Lifestyle Changes to Improve Mental Health and Sleep Quality
In many cases, experts recommend the same type of treatment for most common sleep problems, regardless of whether the patient also experiences psychiatric disorders. The treatment is mostly a combination of PAP therapy, psychotherapy, behavioral strategies, lifestyle changes, and medication. Here are a few lifestyle changes that one can implement for improving mental health and sleep quality.
Changes in Diet: As we know, caffeine, nicotine, and alcohol add to sleeplessness; the consumption of these should be avoided when experiencing sleep and psychiatric disorders. Alcohol depresses the body’s nervous system, which may help people fall asleep, but this effect wears off soon enough, and people wake up. On the other hand, nicotine is a stimulant that increases thinking and heart rate. Avoiding these substances is the best option, but one can also avoid these before going to bed.
Physical Activity: Activities like yoga and aerobics can help people fall asleep quicker, get quality sleep, and wake up less often at night.
Sleep Hygiene: The habit of sleeping better can be developed. Good sleeping hygiene is a term used for including tips, such as maintaining a regular sleep-wake schedule, using the bedroom only for sleep, keeping a dark space in the bedroom, and reducing distractions in the bedroom. Many experts also recommend staying awake for a long time to get more restful sleep.
Relaxation: Relaxation techniques like meditation, deep breathing, and progressive muscle relaxation can help counter sleep disorders, racing thoughts, and anxiety.
Cognitive Behavioral Therapy (CBT): People with sleep disorders like insomnia become preoccupied that they will not fall asleep easily. Cognitive-behavioral activities (CBT) may help them change negative expectations and build the confidence of getting better sleep. These activities can help them change their thinking to attribute personal problems during the day to sleep deprivation. CBT activities examine the pattern of thinking and reformulate negative thoughts.
Sleep problems and psychiatric disorders are linked to each other in important ways.

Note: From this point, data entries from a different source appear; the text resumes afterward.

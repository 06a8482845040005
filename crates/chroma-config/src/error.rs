//! Error types for the config model.

use thiserror::Error;

use crate::config::ItemKind;

/// Convenience alias for config-layer results.
pub type Result<T> = std::result::Result<T, ConfigError>;

/// Errors raised by the config model.
#[derive(Debug, Error, Clone, PartialEq, Eq)]
#[non_exhaustive]
pub enum ConfigError {
    /// The config is in a transiently inconsistent state (mid-edit).
    ///
    /// Fingerprinting and undo capture treat this as recoverable; callers
    /// must never surface it to the interactive thread as a hard failure.
    #[error("config is in an invalid state: {reason}")]
    InvalidState {
        /// First validation problem found.
        reason: String,
    },

    /// No item of the given kind with the given name.
    #[error("no {kind} named {name:?}")]
    NotFound {
        /// Item kind that was searched.
        kind: ItemKind,
        /// Name that did not resolve.
        name: String,
    },

    /// The requested name is already used by an item, alias, or role.
    #[error("name {name:?} is already in use")]
    NameInUse {
        /// The conflicting name.
        name: String,
    },

    /// A field is not defined for the item kind it was requested on.
    #[error("{kind} has no field {field:?}")]
    NoSuchField {
        /// Item kind the access targeted.
        kind: ItemKind,
        /// Field name as requested.
        field: String,
    },

    /// A snapshot blob could not be decoded back into a config.
    #[error("snapshot restore failed: {reason}")]
    SnapshotDecode {
        /// Decoder error text.
        reason: String,
    },

    /// A snapshot blob could not be produced.
    #[error("snapshot save failed: {reason}")]
    SnapshotEncode {
        /// Encoder error text.
        reason: String,
    },

    /// A transform chain references a name that does not resolve.
    #[error("cannot resolve processor for {kind} {name:?}: {reason}")]
    Unresolvable {
        /// Item kind being resolved.
        kind: ItemKind,
        /// Item name being resolved.
        name: String,
        /// Why resolution failed.
        reason: String,
    },
}

impl ConfigError {
    /// Create an invalid-state error.
    pub fn invalid_state(reason: impl Into<String>) -> Self {
        Self::InvalidState {
            reason: reason.into(),
        }
    }

    /// Create a not-found error.
    pub fn not_found(kind: ItemKind, name: impl Into<String>) -> Self {
        Self::NotFound {
            kind,
            name: name.into(),
        }
    }
}
//! Background notification routing for the Chroma Studio editor.
//!
//! The interactive thread pushes raw artifacts (config snapshots, resolved
//! processors, encoded images, log records) onto a FIFO queue; one worker
//! thread drains it and converts each message to its expensive display form
//! only for destinations that are currently interested. Results travel back
//! over a delivery channel the interactive thread polls.
//!
//! The interest flags are the cancellation primitive: flipping one off
//! suppresses conversion and delivery, flipping one on replays the most
//! recent raw message of its kind exactly once. Shutdown is cooperative
//! with a bounded grace window; see [`NotificationRouter::shutdown`].

pub mod error;
pub mod message;
pub mod router;

pub use error::{Result, RouterError};
pub use message::{
    Delivery, Destination, ImageBuffer, LogLevel, LogRecord, MessageKind, QueueMessage,
};
pub use router::{NotificationRouter, POLL_INTERVAL};
//! Publish/subscribe event bus for model change notification.
//!
//! UI observers subscribe with an optional predicate; `publish` walks
//! matching subscriptions in registration order, which is what keeps menu
//! updates and list repaints deterministic.

use chroma_config::{Field, ItemKind};

/// A model change event produced toward the UI layer.
#[derive(Debug, Clone, PartialEq, Eq)]
pub enum Event {
    /// Every derived list is about to be invalidated (config swap underway).
    ResetBegan,
    /// The config swap finished; models may re-query.
    ResetEnded,
    /// One field of one item changed.
    CellChanged {
        /// Item kind.
        kind: ItemKind,
        /// Item name.
        name: String,
        /// Changed field.
        field: Field,
    },
    /// An item was added.
    ItemAdded {
        /// Item kind.
        kind: ItemKind,
        /// New item name.
        name: String,
    },
    /// An item was removed.
    ItemRemoved {
        /// Item kind.
        kind: ItemKind,
        /// Removed item name.
        name: String,
    },
    /// An item changed row within its kind.
    ItemMoved {
        /// Item kind.
        kind: ItemKind,
        /// Moved item name.
        name: String,
    },
    /// An item was renamed.
    ItemRenamed {
        /// Item kind.
        kind: ItemKind,
        /// Previous name.
        old: String,
        /// New name.
        new: String,
    },
    /// The editor wants the UI to select an item (post-undo reselection).
    SelectionRequested {
        /// Item kind.
        kind: ItemKind,
        /// Item to select.
        name: String,
    },
    /// Human-readable warning for the user.
    Warning {
        /// Warning text.
        message: String,
    },
}

/// Handle for one bus subscription.
#[derive(Debug, Clone, Copy, PartialEq, Eq, Hash)]
pub struct SubscriberId(u64);

type Predicate = Box<dyn Fn(&Event) -> bool>;
type Callback = Box<dyn FnMut(&Event)>;

/// Ordered publish/subscribe bus.
#[derive(Default)]
pub struct EventBus {
    next_id: u64,
    subscribers: Vec<(SubscriberId, Option<Predicate>, Callback)>,
}

impl EventBus {
    /// Create an empty bus.
    pub fn new() -> Self {
        Self::default()
    }

    /// Subscribe to every event.
    pub fn subscribe(&mut self, callback: impl FnMut(&Event) + 'static) -> SubscriberId {
        self.subscribe_inner(None, Box::new(callback))
    }

    /// Subscribe to events matching a predicate.
    pub fn subscribe_filtered(
        &mut self,
        predicate: impl Fn(&Event) -> bool + 'static,
        callback: impl FnMut(&Event) + 'static,
    ) -> SubscriberId {
        self.subscribe_inner(Some(Box::new(predicate)), Box::new(callback))
    }

    /// Drop a subscription. Unknown ids are ignored.
    pub fn unsubscribe(&mut self, id: SubscriberId) {
        self.subscribers.retain(|(sid, _, _)| *sid != id);
    }

    /// Deliver an event to matching subscribers in registration order.
    pub fn publish(&mut self, event: &Event) {
        for (_, predicate, callback) in &mut self.subscribers {
            if predicate.as_ref().is_none_or(|p| p(event)) {
                callback(event);
            }
        }
    }

    fn subscribe_inner(&mut self, predicate: Option<Predicate>, callback: Callback) -> SubscriberId {
        let id = SubscriberId(self.next_id);
        self.next_id += 1;
        self.subscribers.push((id, predicate, callback));
        id
    }
}
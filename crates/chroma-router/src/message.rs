//! Queue message, destination, and delivery types.

use chroma_config::{ProcessorPair, SnapshotBlob};

/// Severity of a routed log record.
#[derive(Debug, Clone, Copy, PartialEq, Eq, PartialOrd, Ord)]
pub enum LogLevel {
    /// Diagnostic detail.
    Debug,
    /// Normal operation.
    Info,
    /// Something degraded but recoverable.
    Warning,
    /// Something failed.
    Error,
}

impl std::fmt::Display for LogLevel {
    fn fmt(&self, f: &mut std::fmt::Formatter<'_>) -> std::fmt::Result {
        let label = match self {
            Self::Debug => "debug",
            Self::Info => "info",
            Self::Warning => "warning",
            Self::Error => "error",
        };
        write!(f, "{label}")
    }
}

/// One leveled log line routed to log viewers.
#[derive(Debug, Clone, PartialEq, Eq)]
pub struct LogRecord {
    /// Record severity.
    pub level: LogLevel,
    /// Record text.
    pub message: String,
}

impl LogRecord {
    /// Build a record.
    pub fn new(level: LogLevel, message: impl Into<String>) -> Self {
        Self {
            level,
            message: message.into(),
        }
    }
}

/// A raw message pushed onto the router queue by the interactive thread.
///
/// Classification is purely structural; the worker dispatches on the
/// variant tag.
#[derive(Debug, Clone)]
pub enum QueueMessage {
    /// A full config snapshot to be rendered as display text.
    ConfigSnapshot(SnapshotBlob),
    /// A resolved processor to be rendered as shader and CTF text.
    Processor(ProcessorPair),
    /// Encoded image bytes to be decoded for display.
    Image(Vec<u8>),
    /// A leveled log record.
    Log(LogRecord),
}

/// The kind tag of a queue message, used for replay bookkeeping.
#[derive(Debug, Clone, Copy, PartialEq, Eq)]
pub enum MessageKind {
    /// [`QueueMessage::ConfigSnapshot`].
    ConfigSnapshot,
    /// [`QueueMessage::Processor`].
    Processor,
    /// [`QueueMessage::Image`].
    Image,
    /// [`QueueMessage::Log`].
    Log,
}

impl QueueMessage {
    /// The message's kind tag.
    pub fn kind(&self) -> MessageKind {
        match self {
            Self::ConfigSnapshot(_) => MessageKind::ConfigSnapshot,
            Self::Processor(_) => MessageKind::Processor,
            Self::Image(_) => MessageKind::Image,
            Self::Log(_) => MessageKind::Log,
        }
    }
}

/// A consumer endpoint for converted artifacts.
#[derive(Debug, Clone, Copy, PartialEq, Eq)]
pub enum Destination {
    /// Pretty-formatted config text.
    ConfigText,
    /// Generated shader source.
    ShaderText,
    /// CTF-style XML.
    CtfText,
    /// Decoded image buffers.
    Image,
    /// Leveled log records.
    Log,
}

impl Destination {
    pub(crate) const ALL: [Self; 5] = [
        Self::ConfigText,
        Self::ShaderText,
        Self::CtfText,
        Self::Image,
        Self::Log,
    ];

    /// The message kind this destination consumes.
    pub fn source_kind(&self) -> MessageKind {
        match self {
            Self::ConfigText => MessageKind::ConfigSnapshot,
            Self::ShaderText | Self::CtfText => MessageKind::Processor,
            Self::Image => MessageKind::Image,
            Self::Log => MessageKind::Log,
        }
    }
}

/// A decoded RGBA8 image ready for display.
#[derive(Debug, Clone, PartialEq, Eq)]
pub struct ImageBuffer {
    /// Width in pixels.
    pub width: u32,
    /// Height in pixels.
    pub height: u32,
    /// Tightly packed RGBA8 pixel data, row-major.
    pub pixels: Vec<u8>,
}

/// A converted artifact delivered back to the interactive thread.
#[derive(Debug, Clone, PartialEq, Eq)]
pub enum Delivery {
    /// Pretty-formatted config text.
    ConfigText(String),
    /// Generated shader source.
    ShaderText(String),
    /// CTF-style XML.
    CtfText(String),
    /// Decoded image.
    Image(ImageBuffer),
    /// Leveled log record.
    Log(LogRecord),
}

impl Delivery {
    /// The destination this delivery is for.
    pub fn destination(&self) -> Destination {
        match self {
            Self::ConfigText(_) => Destination::ConfigText,
            Self::ShaderText(_) => Destination::ShaderText,
            Self::CtfText(_) => Destination::CtfText,
            Self::Image(_) => Destination::Image,
            Self::Log(_) => Destination::Log,
        }
    }
}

In contrast to the traditional view of the relationship between the two, where sleep problems are considered symptoms of psychiatric disorders, there is growing evidence that the relationship between sleep and psychiatric disorders is complex and includes bi-directional relation. Although a lot has been found about the sleep-psychiatric disorder’s relationship, much is still unknown. Studies are required to determine if treating sleep disorders can improve symptoms of psychiatric disorders such as major depressive disorder.
As sleep disorders are highly linked to psychiatric disorders, they can increase the risk of developing or worsening mental health problems. Hence, it is important to treat sleep problems at an early stage to prevent them from developing into serious psychiatric disorders.